Categories
AI

Deepseek-r1 (Reasoning models)

DeepSeek’s first generation reasoning models with comparable performance to OpenAI-o1.

Deepseek logo (2025-01-22)

What is a Reasoning model

In the words of OpenAI.

A new series of AI models designed to spend more time thinking before they respond. As AI becomes more advanced, it will solve increasingly complex and critical problems. It also takes significantly more compute to power these capabilities.

https://openai.com/o1/ (2025-01-22)

Or as an excerpt from Wikipedia.

It spends time “thinking” before it answers, making it better at complex reasoning tasks, science and programming…

https://en.wikipedia.org/wiki/OpenAI_o1 (2025-01-22)

Now we have two options: OpenAI’s ‘o1-model’ and Deepseek R1. The main difference is that the OpenAI model is only available to paying customers in a very limited quantity. Due to its much lower computational requirements and pricing, it’s possible to use Deepseek online on their website. Due to the power of open source, you can also run it on your Ollama.

Try Online

DeepSeek-V3 achieves a significant breakthrough in inference speed over previous models.

It tops the leaderboard among open-source models and rivals the most advanced closed-source models globally.

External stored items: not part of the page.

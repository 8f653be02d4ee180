//! Offline prune: delete dead lineages that no alive unit descends
//! from, then reclaim file space.

use std::path::PathBuf;

use anyhow::Context;
use clap::Parser;
use tracing::info;

use gensort_store::Store;
use gensort_tools::{init_logging, load_tool_config};

#[derive(Parser)]
#[command(about = "Prune dead lineages from a gensort population")]
struct Args {
    /// Tool config file.
    #[arg(long, default_value = "./config.toml")]
    config: PathBuf,

    /// Population to prune.
    #[arg(long)]
    popid: u64,

    /// Preview what would be deleted without deleting.
    #[arg(long)]
    dry_run: bool,
}

fn main() -> anyhow::Result<()> {
    init_logging();
    let args = Args::parse();

    let tool_config = load_tool_config(&args.config)?;
    let store = Store::open(&tool_config.persistence).context("failed to open store")?;
    // Fails fast if the population does not exist.
    let population = store
        .load_population(args.popid)
        .context("unable to load population")?;

    if args.dry_run {
        info!(population = population.id, "dry run, nothing will be deleted");
    }
    let report = store.prune(population.id, args.dry_run)?;

    let mode = if args.dry_run { "(dry run)" } else { "complete" };
    println!("Population {} prune {}:", population.id, mode);
    println!("  Total units:           {}", report.total_units);
    println!("  Alive units:           {}", report.alive_units);
    println!("  Ancestor units kept:   {}", report.ancestor_units);
    println!("  Units deleted:         {}", report.deleted_units);
    println!("  Instructions deleted:  {}", report.deleted_instructions);
    println!("  Mutations deleted:     {}", report.deleted_mutations);
    println!("  Evaluations deleted:   {}", report.deleted_evaluations);
    println!("  Tombstones deleted:    {}", report.deleted_tombstones);
    Ok(())
}
//! Cross-shard aggregation: progress metrics and the best-unit query.

use rusqlite::{params, OptionalExtension};

use gensort_core::{Alive, Evaluation, Unit};

use crate::error::StoreResult;
use crate::store::Store;

/// Aggregate fitness picture of a population, merged across shards from
/// the latest evaluation of each alive unit.
#[derive(Debug, Clone, Copy, Default, PartialEq)]
pub struct PopulationMetrics {
    pub alive_count: u64,
    pub best_sortedness: u8,
    pub best_set_fidelity: u8,
    pub avg_sortedness: f64,
    pub avg_set_fidelity: f64,
}

/// The current champion with its latest evaluation and decompressed
/// program.
#[derive(Debug, Clone)]
pub struct BestUnit {
    pub unit: Unit,
    pub evaluation: Evaluation,
    pub program: String,
}

#[derive(Debug, Clone, Copy, Default)]
struct ShardAggregate {
    count: u64,
    sum_sortedness: u64,
    sum_set_fidelity: u64,
    max_sortedness: u8,
    max_set_fidelity: u8,
}

impl Store {
    /// Merge per-shard aggregates over the latest-evaluation join.
    pub fn metrics(&self, population_id: u64) -> StoreResult<PopulationMetrics> {
        let per_shard = self.for_each_shard(|shard| {
            let conn = self.lock_shard(shard);
            let aggregate = conn.query_row(
                "SELECT COUNT(*), COALESCE(SUM(e.sortedness), 0),
                        COALESCE(SUM(e.set_fidelity), 0),
                        COALESCE(MAX(e.sortedness), 0),
                        COALESCE(MAX(e.set_fidelity), 0)
                 FROM evaluations e
                 JOIN (
                     SELECT MAX(evaluations.id) AS id
                     FROM evaluations
                     JOIN units ON units.id = evaluations.unit_id
                     WHERE units.population_id = ?1 AND units.alive = ?2
                     GROUP BY evaluations.unit_id
                 ) latest ON e.id = latest.id",
                params![population_id as i64, Alive::Alive.as_i64()],
                |row| {
                    Ok(ShardAggregate {
                        count: row.get::<_, i64>(0)? as u64,
                        sum_sortedness: row.get::<_, i64>(1)? as u64,
                        sum_set_fidelity: row.get::<_, i64>(2)? as u64,
                        max_sortedness: row.get::<_, i64>(3)? as u8,
                        max_set_fidelity: row.get::<_, i64>(4)? as u8,
                    })
                },
            )?;
            Ok(aggregate)
        })?;

        let mut metrics = PopulationMetrics::default();
        let mut sum_sortedness = 0u64;
        let mut sum_set_fidelity = 0u64;
        for aggregate in per_shard {
            metrics.alive_count += aggregate.count;
            sum_sortedness += aggregate.sum_sortedness;
            sum_set_fidelity += aggregate.sum_set_fidelity;
            metrics.best_sortedness = metrics.best_sortedness.max(aggregate.max_sortedness);
            metrics.best_set_fidelity = metrics.best_set_fidelity.max(aggregate.max_set_fidelity);
        }
        if metrics.alive_count > 0 {
            metrics.avg_sortedness = sum_sortedness as f64 / metrics.alive_count as f64;
            metrics.avg_set_fidelity = sum_set_fidelity as f64 / metrics.alive_count as f64;
        }
        Ok(metrics)
    }

    /// Best alive unit by `sortedness + set_fidelity` across all shards,
    /// with instructions loaded and decompressed. None when extinct.
    pub fn best_unit(&self, population_id: u64) -> StoreResult<Option<BestUnit>> {
        let per_shard = self.for_each_shard(|shard| {
            let conn = self.lock_shard(shard);
            let best = conn
                .query_row(
                    "SELECT e.id, e.unit_id, e.machine_run, e.set_fidelity, e.sortedness,
                            e.instruction_count, e.instructions_executed, e.machine_error
                     FROM evaluations e
                     JOIN (
                         SELECT MAX(evaluations.id) AS id
                         FROM evaluations
                         JOIN units ON units.id = evaluations.unit_id
                         WHERE units.population_id = ?1 AND units.alive = ?2
                         GROUP BY evaluations.unit_id
                     ) latest ON e.id = latest.id
                     ORDER BY (e.sortedness + e.set_fidelity) DESC
                     LIMIT 1",
                    params![population_id as i64, Alive::Alive.as_i64()],
                    |row| {
                        Ok(Evaluation {
                            id: row.get::<_, i64>(0)? as u64,
                            unit_id: row.get::<_, i64>(1)? as u64,
                            machine_run: row.get::<_, i64>(2)? != 0,
                            set_fidelity: row.get::<_, i64>(3)? as u8,
                            sortedness: row.get::<_, i64>(4)? as u8,
                            instruction_count: row.get::<_, i64>(5)? as u64,
                            instructions_executed: row.get::<_, i64>(6)? as u64,
                            machine_error: row.get::<_, Option<String>>(7)?,
                        })
                    },
                )
                .optional()?;
            Ok(best)
        })?;

        let best = per_shard
            .into_iter()
            .flatten()
            .max_by_key(|evaluation| evaluation.fitness());
        let Some(evaluation) = best else {
            return Ok(None);
        };

        let shard = self.shard_for(evaluation.unit_id);
        let mut units = self.load_units_by_ids(shard, &[evaluation.unit_id])?;
        let Some(mut unit) = units.pop() else {
            return Ok(None);
        };
        unit.warm_instruction_cache();
        let program = String::from_utf8_lossy(&unit.program()).into_owned();

        Ok(Some(BestUnit {
            unit,
            evaluation,
            program,
        }))
    }
}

https://www.deepseek.com (2025-01-22)

https://www.deepseek.com

Try local with Ollama

https://ollama.com/library/deepseek-r1 (self)

1.5B Qwen DeepSeek R1

ollama pull deepseek-r1:1.5b

7B Qwen DeepSeek R1

ollama pull deepseek-r1:7b

8B Llama DeepSeek R1

ollama pull deepseek-r1:8b

14B Qwen DeepSeek R1

ollama pull deepseek-r1:14b

32B Qwen DeepSeek R1

ollama pull deepseek-r1:32b

70B Llama DeepSeek R1

ollama pull deepseek-r1:70b

671B DeepSeek R1

ollama pull deepseek-r1:671b

What i learned using Deepseek-r1

It feels quite different to prompt reasoning models. Most of your prompt engineering skills for instruct models change when working with reasoning models. Zero-shot prompting seems to be a great approach for them. Or asking the model to take all the time it needs, as opposed to asking for fast results, will apparently improve results.

Reasoning models take notably longer to respond, but they also have great results in many use cases. DeepSeek seems to produce great results, in some benchmarks, even better than OpenAI’s o1-model for a fraction of the price (API or CPU), or even self-hosted as it is open source in comparison to OpenAI o1-Model which is not available for local usage.

Hallucination of browsing

I see deepseek-r1:32b making references to looking things up online with no means to do so in my example. It thinks it looks stuff up, but this is all happening as part of the reasoning.

2025-02-01 deepseek-r1:32b looking up facts, but having no access for real.